Personal information
- Born: March 28, 1903 Hiroshima, Japan
- Died: April 28, 2001 (aged 98)

Sport
- Country: Japan
- Sport: Athletics
- Event(s): Discus throw, hammer throw
- Club: Waseda Athletic Club

Achievements and titles
- Personal best(s): DT – 41.22 m (1927) HT – 46.51 m (1929)

Medal record
Far Eastern Championship Games
| Silver medal – second place | 1923 Osaka | Discus throw |
| Bronze medal – third place | 1925 Manila | Discus throw |
| Gold medal – first place | 1927 Shanghai | Discus throw |
| Bronze medal – third place | 1930 Tokyo | Discus throw |

= Yoshio Okita =

Japanese hammer and discus thrower

Yoshio Okita (Japanese: 沖田 芳夫, March 28, 1903 – April 28, 2001) was a Japanese track and field athlete who won a gold medal in the discus throw at the 1927 Far Eastern Championship Games.
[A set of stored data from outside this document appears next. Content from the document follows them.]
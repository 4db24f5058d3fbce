//! Offline store facade
//!
//! The async API collaborators talk to. Every mutation is decided on the writer thread inside its
//! own transaction; the resulting decisions are handed to the download scheduler and the eviction
//! sink once the transaction has committed. Queries go through the read pool.

use crate::core::collaborators::{DownloadScheduler, EvictionSink, NoopCollaborator};
use crate::core::config::{DatabaseConfig, OfflineConfig};
use crate::core::download_state::{DownloadStatus, TransitionOutcome, TransitionRequest};
use crate::core::error::{MirrorError, Result};
use crate::core::mirror::{upsert_batch, BatchReport, SeriesRecompute, UpsertOutcome};
use crate::core::outbox::ProgressUpdate;
use crate::core::retention::{OfflinePolicy, RetentionSettings};
use crate::core::session::{run_in_transaction, Decisions, RepairReport, ToggleOutcome, WriteSession};
use crate::core::snapshots::{
    BookSnapshot, CollectionSnapshot, InstanceSnapshot, LibrarySnapshot, ReadListSnapshot,
    SeriesSnapshot,
};
use crate::db::models::{
    Book, BookLocalState, Collection, DownloadQueueSummary, EntityKey, Instance, Library,
    PendingProgress, ReadList, ReadListLocalState, Series, SeriesLocalState,
};
use crate::db::repository::{
    BookRepository, CollectionRepository, InstanceRepository, LibraryRepository, ProgressRepository,
    ReadListRepository, SeriesRepository,
};
use crate::db::{DatabaseManager, StoreWriter};
use chrono::{DateTime, Utc};
use rusqlite::Connection;
use std::sync::atomic::{AtomicBool, Ordering};
use std::sync::Arc;
use std::time::Duration;
use tracing::{debug, error, info};

/// Offline mirror and download-retention engine
pub struct OfflineStore {
    db: DatabaseManager,
    writer: StoreWriter,
    settings: RetentionSettings,
    scheduler: Arc<dyn DownloadScheduler>,
    evictions: Arc<dyn EvictionSink>,
    paused: AtomicBool,
}
//! Write session
//!
//! Everything that mutates the mirror runs inside a [`WriteSession`]: one transaction on the
//! writer's connection plus the decisions collected while it ran. Decisions are handed to the
//! collaborators only after the transaction committed.

use crate::core::aggregates::{self, AggregateStatus};
use crate::core::collaborators::{EvictionCandidate, EvictionReason};
use crate::core::download_state::{apply_transition, DownloadStatus, TransitionOutcome, TransitionRequest};
use crate::core::error::{MirrorError, Result};
use crate::core::retention::{self, OfflinePolicy, RetentionBook, RetentionSettings};
use crate::db::models::{storage_precision, Book, BookLocalState, EntityKey, SeriesLocalState};
use crate::db::repository::{BookRepository, ReadListRepository, SeriesRepository};
use chrono::{DateTime, Utc};
use rusqlite::Connection;
use serde::Serialize;
use std::collections::BTreeMap;
use tracing::{debug, info, warn};

/// Decisions produced by a committed write
#[derive(Debug, Clone, Default, PartialEq)]
pub struct Decisions {
    /// Books that just entered the download queue
    pub scheduled: Vec<EntityKey>,
    pub evictions: Vec<EvictionCandidate>,
}

impl Decisions {
    pub fn is_empty(&self) -> bool {
        self.scheduled.is_empty() && self.evictions.is_empty()
    }

    pub fn merge(&mut self, other: Decisions) {
        self.scheduled.extend(other.scheduled);
        self.evictions.extend(other.evictions);
    }

    /// Scheduled book ids grouped per instance, in queue order
    pub fn scheduled_by_instance(&self) -> BTreeMap<String, Vec<String>> {
        let mut grouped: BTreeMap<String, Vec<String>> = BTreeMap::new();
        for key in &self.scheduled {
            let ids = grouped.entry(key.instance_id.clone()).or_default();
            if !ids.contains(&key.id) {
                ids.push(key.id.clone());
            }
        }
        grouped
    }
}

/// Who is asking a book to leave the device
#[derive(Debug, Clone, PartialEq, Eq)]
pub enum RetentionOrigin {
    Series(EntityKey),
    ReadList(EntityKey),
    User,
}

/// Outcome of a series download toggle
#[derive(Debug, Clone, Copy, PartialEq, Eq, Serialize)]
#[serde(rename_all = "camelCase")]
pub enum ToggleOutcome {
    Queued,
    Removed,
    MissingEntity,
}

/// Counts reported by a repair pass
#[derive(Debug, Clone, Default, PartialEq, Eq, Serialize)]
pub struct RepairReport {
    pub series: usize,
    pub read_lists: usize,
}

/// Run `f` in its own transaction on the writer connection.
///
/// Nothing `f` decided escapes unless the transaction commits.
pub fn run_in_transaction<T, F>(conn: &mut Connection, settings: RetentionSettings, f: F) -> Result<(T, Decisions)>
where
    F: FnOnce(&mut WriteSession<'_>) -> Result<T>,
{
    let tx = conn.transaction()?;
    let mut session = WriteSession::new(&tx, settings);
    let value = f(&mut session)?;
    let decisions = session.into_decisions();
    tx.commit()?;
    Ok((value, decisions))
}

pub struct WriteSession<'c> {
    conn: &'c Connection,
    settings: RetentionSettings,
    now: DateTime<Utc>,
    queue_base: Option<DateTime<Utc>>,
    queue_offset: i64,
    decisions: Decisions,
}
He competed in the hammer and discus throw at the 1928 Summer Olympics and placed 15th and 30th, respectively. He also attended the 1932 and 1936 Olympics as a field coach for the Japanese athletics team. In 1993 Okita took part in the World Masters Athletics Championships. Being the sole hammer throw competitor in the over 90 years age group he won the event with a result of 12.1 m.